En un nuevo discurso demagógico – con el que tapa el desabastecimiento, la inexistente política económica y los apagones; mientras busca plafond político para las elecciones municipales de diciembre – Nicolás Maduro aprovechó para amenazar con echar a todos los diplomáticos de EE.UU. y que los venezolanos, encabezados por el encargado de negocios, Calixto Ortega (echado en reciprocidad), jamás se animarían a dialogar con la oposición de Barack Obama.
Es obvio que como a su antecesor, a Maduro le gustan los micrófonos y desafiar a los grandes, al tiempo que aprovecha a tirar con voz baja que a su gabinete, muy al estilo del modelo cubano, lo moldeará como a una estructura militar de estado mayor. Es decir, aunque no es tan directo como Hugo Chávez, pretende agudizar la revolución y, por ende, el autoritarismo.
La búsqueda constante de una ley habilitante, para gobernar por decreto y a sus anchas, desenmascara su filosofía política castrista. Los legisladores, la oposición, los medios, los sindicatos y las ongs, además del gobierno de EE.UU. – y en otra época el de Colombia – según su visión, son solo apariencias democráticas e instituciones de descarga y descompresión de crisis sociales y políticas, entidades útiles para echarles la culpa de sus ineficiencias y de todo lo demás.
La ironía de toda esta cuestión del chavismo es que a sus buenas intenciones de revolución social no pudo ni podrá jamás darle resultados económicos. Tratando de equilibrar la desigualdad, solo logró igualar para abajo. Condenó los empleos de las empresas privadas, subsidió a base de poca recaudación y corrupción empleos públicos que son más políticos que otra cosa, y desperdició, como ningún otro país de la Tierra, su talento más preciado: El petróleo.

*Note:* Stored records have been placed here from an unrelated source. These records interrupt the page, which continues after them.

pub mod http_pool;
pub mod manager;
pub mod placeholder;
pub mod strategies;
pub mod ytdlp;

use crate::errors::{AppError, ErrorKind, Result};
use serde::{Deserialize, Serialize};
use std::fmt;
use std::path::PathBuf;
use std::str::FromStr;
use tokio_util::sync::CancellationToken;

/// Stable identifier of a registered backend. The serialized names are the
/// ones accepted in configuration.
#[derive(Debug, Clone, Copy, Serialize, Deserialize, PartialEq, Eq, Hash)]
pub enum BackendId {
    #[serde(rename = "soundcloud")]
    SoundCloud,
    #[serde(rename = "video_platform")]
    VideoPlatform,
    #[serde(rename = "deezer")]
    Deezer,
}

impl BackendId {
    pub const ALL: [BackendId; 3] = [BackendId::SoundCloud, BackendId::VideoPlatform, BackendId::Deezer];

    pub fn display_name(&self) -> &'static str {
        match self {
            BackendId::SoundCloud => "SoundCloud",
            BackendId::VideoPlatform => "YouTube",
            BackendId::Deezer => "Deezer",
        }
    }
}

impl fmt::Display for BackendId {
    fn fmt(&self, f: &mut fmt::Formatter<'_>) -> fmt::Result {
        f.write_str(self.display_name())
    }
}

#[derive(Debug, Clone, Copy, Serialize, Deserialize, PartialEq, Eq)]
#[serde(rename_all = "lowercase")]
pub enum OutputFormat {
    Flac,
    Mp3,
    M4a,
    Wav,
    /// Not audio: fetches a placeholder picture instead of resolving anything.
    #[serde(rename = "image-gag", alias = "daronne")]
    ImageGag,
}

impl OutputFormat {
    pub fn extension(&self) -> &'static str {
        match self {
            OutputFormat::Flac => "flac",
            OutputFormat::Mp3 => "mp3",
            OutputFormat::M4a => "m4a",
            OutputFormat::Wav => "wav",
            OutputFormat::ImageGag => "jpg",
        }
    }

    pub fn is_audio(&self) -> bool {
        !matches!(self, OutputFormat::ImageGag)
    }
}

impl FromStr for OutputFormat {
    type Err = AppError;

    fn from_str(s: &str) -> Result<Self> {
        match s.trim().to_ascii_lowercase().as_str() {
            "flac" => Ok(OutputFormat::Flac),
            "mp3" => Ok(OutputFormat::Mp3),
            "m4a" => Ok(OutputFormat::M4a),
            "wav" => Ok(OutputFormat::Wav),
            "image-gag" | "daronne" => Ok(OutputFormat::ImageGag),
            other => Err(AppError::InvalidInput(format!(
                "Unsupported format: {}. Supported formats: flac, mp3, m4a, wav, image-gag",
                other
            ))),
        }
    }
}

impl fmt::Display for OutputFormat {
    fn fmt(&self, f: &mut fmt::Formatter<'_>) -> fmt::Result {
        match self {
            OutputFormat::ImageGag => f.write_str("image-gag"),
            other => f.write_str(other.extension()),
        }
    }
}

/// Per-request options. Playlist expansion clones these and only swaps the
/// destination directory.
#[derive(Debug, Clone, Serialize, Deserialize, PartialEq)]
pub struct DownloadOptions {
    pub output_format: OutputFormat,
    pub embed_cover: bool,
    pub destination_directory: PathBuf,
}

impl DownloadOptions {
    pub fn new(output_format: OutputFormat, embed_cover: bool, destination_directory: PathBuf) -> Self {
        Self {
            output_format,
            embed_cover,
            destination_directory,
        }
    }

    pub fn with_destination(&self, destination_directory: PathBuf) -> Self {
        Self {
            destination_directory,
            ..self.clone()
        }
    }
}

#[derive(Debug, Clone, Copy, Serialize, Deserialize, PartialEq, Eq)]
#[serde(rename_all = "lowercase")]
pub enum OutcomeStatus {
    Success,
    Error,
    Cancelled,
}

/// Result of any resolution or fetch attempt, nested for playlists.
#[derive(Debug, Clone, Serialize, Deserialize, PartialEq)]
pub struct DownloadOutcome {
    pub status: OutcomeStatus,
    #[serde(skip_serializing_if = "Option::is_none")]
    pub kind: Option<ErrorKind>,
    pub title: Option<String>,
    pub produced_file_paths: Vec<PathBuf>,
    pub message: Option<String>,
    pub is_playlist: bool,
    pub children: Vec<DownloadOutcome>,
}

impl DownloadOutcome {
    pub fn success(title: Option<String>, produced_file_paths: Vec<PathBuf>) -> Self {
        Self {
            status: OutcomeStatus::Success,
            kind: None,
            title,
            produced_file_paths,
            message: None,
            is_playlist: false,
            children: Vec::new(),
        }
    }

    /// Successful collection. The produced paths are the children's paths,
    /// in child order.
    pub fn playlist(title: String, children: Vec<DownloadOutcome>) -> Self {
        let produced_file_paths = children
            .iter()
            .flat_map(|child| child.produced_file_paths.iter().cloned())
            .collect();
        Self {
            status: OutcomeStatus::Success,
            kind: None,
            title: Some(title),
            produced_file_paths,
            message: None,
            is_playlist: true,
            children,
        }
    }

    pub fn error(kind: ErrorKind, message: impl Into<String>) -> Self {
        let status = if kind == ErrorKind::Cancelled {
            OutcomeStatus::Cancelled
        } else {
            OutcomeStatus::Error
        };
        Self {
            status,
            kind: Some(kind),
            title: None,
            produced_file_paths: Vec::new(),
            message: Some(message.into()),
            is_playlist: false,
            children: Vec::new(),
        }
    }

    pub fn from_error(error: &AppError) -> Self {
        Self::error(error.kind(), error.to_string())
    }

    pub fn cancelled() -> Self {
        Self::from_error(&AppError::Cancelled)
    }

    /// Marks an assembled outcome as cancelled, keeping its title, files
    /// and children.
    pub fn into_cancelled(self) -> Self {
        let cancelled = Self::cancelled();
        Self {
            status: cancelled.status,
            kind: cancelled.kind,
            message: cancelled.message,
            ..self
        }
    }

    pub fn is_success(&self) -> bool {
        self.status == OutcomeStatus::Success
    }

    /// A success that carries nothing: no files, no title and no children.
    pub fn is_empty_success(&self) -> bool {
        self.is_success()
            && self.produced_file_paths.is_empty()
            && self.children.is_empty()
            && self.title.is_none()
    }
}

/// A collection (playlist, set, album) detected by a metadata peek.
#[derive(Debug, Clone, PartialEq, Eq)]
pub struct CollectionInfo {
    pub title: String,
}

/// What a backend is asked to fetch, after the shared pre-fetch step has
/// settled on the final destination.
#[derive(Debug, Clone)]
pub struct FetchTarget {
    pub query: String,
    pub destination: PathBuf,
    /// Set when the peek found a native collection.
    pub collection: bool,
    /// Set when `query` is a search directive.
    pub search: bool,
}

#[derive(Debug, Clone, Default, PartialEq)]
pub struct FetchedItem {
    pub title: Option<String>,
    pub path: Option<PathBuf>,
}

#[derive(Debug, Clone, Default, PartialEq)]
pub struct FetchReport {
    pub title: Option<String>,
    pub items: Vec<FetchedItem>,
    /// The tool was asked to embed the cover into the produced files.
    pub cover_embedded: bool,
}

impl FetchReport {
    pub fn paths(&self) -> Vec<PathBuf> {
        self.items.iter().filter_map(|item| item.path.clone()).collect()
    }
}

/// One external service able to fetch audio.
///
/// `can_handle` must be pure: the dispatcher calls it while classifying a
/// query and relies on it never touching the network.
#[async_trait::async_trait]
pub trait SourceBackend: Send + Sync {
    fn id(&self) -> BackendId;

    fn can_handle(&self, query: &str) -> bool;

    /// Prefix of the search directives this backend answers (`scsearch`,
    /// `ytsearch`), if it can search at all.
    fn search_prefix(&self) -> Option<&'static str> {
        None
    }

    /// Whether the backend's tooling is present at runtime.
    fn is_available(&self) -> bool {
        true
    }

    /// Lightweight, non-downloading look at the target to detect a native
    /// collection.
    async fn probe_collection(
        &self,
        _query: &str,
        _cancel: &CancellationToken,
    ) -> Result<Option<CollectionInfo>> {
        Ok(None)
    }

    async fn fetch(
        &self,
        target: &FetchTarget,
        options: &DownloadOptions,
        cancel: &CancellationToken,
    ) -> Result<FetchReport>;
}

#[cfg(test)]
mod tests {
    use super::*;

    #[test]
    fn test_format_parsing() {
        assert_eq!("FLAC".parse::<OutputFormat>().unwrap(), OutputFormat::Flac);
        assert_eq!(" m4a ".parse::<OutputFormat>().unwrap(), OutputFormat::M4a);
        assert_eq!("daronne".parse::<OutputFormat>().unwrap(), OutputFormat::ImageGag);
        assert_eq!("image-gag".parse::<OutputFormat>().unwrap(), OutputFormat::ImageGag);
        assert!("ogg".parse::<OutputFormat>().is_err());
    }

    #[test]
    fn test_playlist_outcome_collects_child_paths_in_order() {
        let children = vec![
            DownloadOutcome::success(Some("a".into()), vec![PathBuf::from("a.flac")]),
            DownloadOutcome::error(ErrorKind::NoResultsFound, "none"),
            DownloadOutcome::success(Some("b".into()), vec![PathBuf::from("b.flac")]),
        ];
        let outcome = DownloadOutcome::playlist("Mix".into(), children);
        assert!(outcome.is_playlist);
        assert!(outcome.is_success());
        assert_eq!(outcome.children.len(), 3);
        assert_eq!(
            outcome.produced_file_paths,
            vec![PathBuf::from("a.flac"), PathBuf::from("b.flac")]
        );
    }

    #[test]
    fn test_cancelled_outcome_status() {
        let outcome = DownloadOutcome::cancelled();
        assert_eq!(outcome.status, OutcomeStatus::Cancelled);
        assert_eq!(outcome.kind, Some(ErrorKind::Cancelled));
    }

    #[test]
    fn test_empty_success_detection() {
        assert!(DownloadOutcome::success(None, vec![]).is_empty_success());
        assert!(!DownloadOutcome::success(Some("t".into()), vec![]).is_empty_success());
        assert!(!DownloadOutcome::error(ErrorKind::NoResultsFound, "x").is_empty_success());
    }

    #[test]
    fn test_outcome_json_shape() {
        let outcome = DownloadOutcome::success(Some("Song".into()), vec![PathBuf::from("/m/Song.flac")]);
        let json = serde_json::to_value(&outcome).unwrap();
        assert_eq!(json["status"], "success");
        assert_eq!(json["is_playlist"], false);
        assert!(json.get("kind").is_none());
        assert_eq!(json["produced_file_paths"][0], "/m/Song.flac");
    }
}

No se puede entender que la revolución chavista, que tuvo al petróleo como la base de su expansión ideológica, haya descuidado la gallina de los huevos de oro. La producción ha caído a niveles indeseables y los nuevos mercados, como el chino, que servirían para paliar la posibilidad de una interrupción de compra por parte de su mercado mayor, EE.UU., ya no confían en Venezuela, ni en su producción, ni en que será capaz de cumplir con sus obligaciones.
Esa confianza destruida por un nacionalismo acérrimo y volatilidad política, ha hecho que los inversores miren y crean en otros mercados. Maduro y el chavismo se han convertido en los exportadores de venezolanos y de sus capitales. Irónicamente, Miami, la ciudad emblemática del imperio yanqui, aquella tan criticada por Fidel, por Chávez y ahora por Maduro, está ganando lo que él le está haciendo perder a su propio país.
Los venezolanos en Miami, según nuevas proyecciones conocidas hoy, son responsables por el 20% de la compra e inversiones en inmuebles, convirtiéndose en los motores de la economía del sur de la Florida.
Uno piensa en Caracas – y no hace falta comparar con Miami – y luego piensa en la pujanza de ciudad de Panamá que tiene muchos menos recursos pero que igual se ha convertido en destino de capitales venezolanos… y no puede dejar de pensar que algún día a Maduro y al chavismo lo juzgarán por las posibilidades y potencialidades que le están robando a sus conciudadanos.
Debe ser por eso (ya no tanto por la revolución malograda) que hacen lo imposible por perpetuarse en el poder.